#### [Aim of the exercise]
Send back the entries exactly as they were given.
------------------------------------------------------------
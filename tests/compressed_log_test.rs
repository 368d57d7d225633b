use mesalog::{LogFile, LogKind};

mod common;
use common::{history_text, write_gzip, write_plain};

fn sample_rows() -> Vec<(i64, f64, f64)> {
    vec![
        (1, 1.0e3, 0.50),
        (2, 2.0e3, 0.51),
        (2, 2.1e3, 0.61),
        (3, 3.1e3, 0.62),
    ]
}

#[test]
fn test_gzip_variant_resolves_transparently() {
    let dir = tempfile::tempdir().unwrap();
    // Only `history.data.gz` exists on disk; the caller asks for `history.data`.
    let logical = write_gzip(&dir, "history.data", &history_text(&sample_rows()));

    let log = LogFile::open(&logical).unwrap();

    assert!(log.is_compressed());
    assert_eq!(log.kind(), LogKind::History);
    assert_eq!(log.path().as_str(), format!("{logical}.gz"));
    assert_eq!(log.column("model_number").unwrap(), &[1.0, 2.0, 3.0]);
}

#[test]
fn test_plain_and_gzip_parse_identically() {
    let dir = tempfile::tempdir().unwrap();
    let text = history_text(&sample_rows());
    let plain = write_plain(&dir, "plain_history.data", &text);
    let logical = write_gzip(&dir, "gzip_history.data", &text);

    let from_plain = LogFile::open(&plain).unwrap();
    let from_gzip = LogFile::open(&logical).unwrap();

    assert_eq!(from_plain.header().names(), from_gzip.header().names());
    for name in from_plain.header().names() {
        assert_eq!(
            from_plain.header().get(name).unwrap(),
            from_gzip.header().get(name).unwrap()
        );
    }

    assert_eq!(from_plain.columns().names(), from_gzip.columns().names());
    assert_eq!(from_plain.row_count(), from_gzip.row_count());
    for name in from_plain.columns().names() {
        assert_eq!(
            from_plain.column(name).unwrap(),
            from_gzip.column(name).unwrap()
        );
    }
}

#[test]
fn test_gzip_profile_bypasses_pruning_too() {
    let dir = tempfile::tempdir().unwrap();
    let mut text = history_text(&sample_rows());
    // Same table under a profile name: all four rows must survive.
    text = text.replace("model_number", "zone_number");
    let logical = write_gzip(&dir, "profile3.data", &text);

    let log = LogFile::open(&logical).unwrap();

    assert_eq!(log.kind(), LogKind::Profile);
    assert_eq!(log.row_count(), 4);
}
------------------------------------------------------------
#### [Answer section]
filename tests/compressed_log_test.rs
repository 368d57d7d225633b
use mesalog::{LogFile, LogKind};

mod common;
use common::{history_text, write_gzip, write_plain};

fn sample_rows() -> Vec<(i64, f64, f64)> {
    vec![
        (1, 1.0e3, 0.50),
        (2, 2.0e3, 0.51),
        (2, 2.1e3, 0.61),
        (3, 3.1e3, 0.62),
    ]
}

#[test]
fn test_gzip_variant_resolves_transparently() {
    let dir = tempfile::tempdir().unwrap();
    // Only `history.data.gz` exists on disk; the caller asks for `history.data`.
    let logical = write_gzip(&dir, "history.data", &history_text(&sample_rows()));

    let log = LogFile::open(&logical).unwrap();

    assert!(log.is_compressed());
    assert_eq!(log.kind(), LogKind::History);
    assert_eq!(log.path().as_str(), format!("{logical}.gz"));
    assert_eq!(log.column("model_number").unwrap(), &[1.0, 2.0, 3.0]);
}

#[test]
fn test_plain_and_gzip_parse_identically() {
    let dir = tempfile::tempdir().unwrap();
    let text = history_text(&sample_rows());
    let plain = write_plain(&dir, "plain_history.data", &text);
    let logical = write_gzip(&dir, "gzip_history.data", &text);

    let from_plain = LogFile::open(&plain).unwrap();
    let from_gzip = LogFile::open(&logical).unwrap();

    assert_eq!(from_plain.header().names(), from_gzip.header().names());
    for name in from_plain.header().names() {
        assert_eq!(
            from_plain.header().get(name).unwrap(),
            from_gzip.header().get(name).unwrap()
        );
    }

    assert_eq!(from_plain.columns().names(), from_gzip.columns().names());
    assert_eq!(from_plain.row_count(), from_gzip.row_count());
    for name in from_plain.columns().names() {
        assert_eq!(
            from_plain.column(name).unwrap(),
            from_gzip.column(name).unwrap()
        );
    }
}

#[test]
fn test_gzip_profile_bypasses_pruning_too() {
    let dir = tempfile::tempdir().unwrap();
    let mut text = history_text(&sample_rows());
    // Same table under a profile name: all four rows must survive.
    text = text.replace("model_number", "zone_number");
    let logical = write_gzip(&dir, "profile3.data", &text);

    let log = LogFile::open(&logical).unwrap();

    assert_eq!(log.kind(), LogKind::Profile);
    assert_eq!(log.row_count(), 4);
}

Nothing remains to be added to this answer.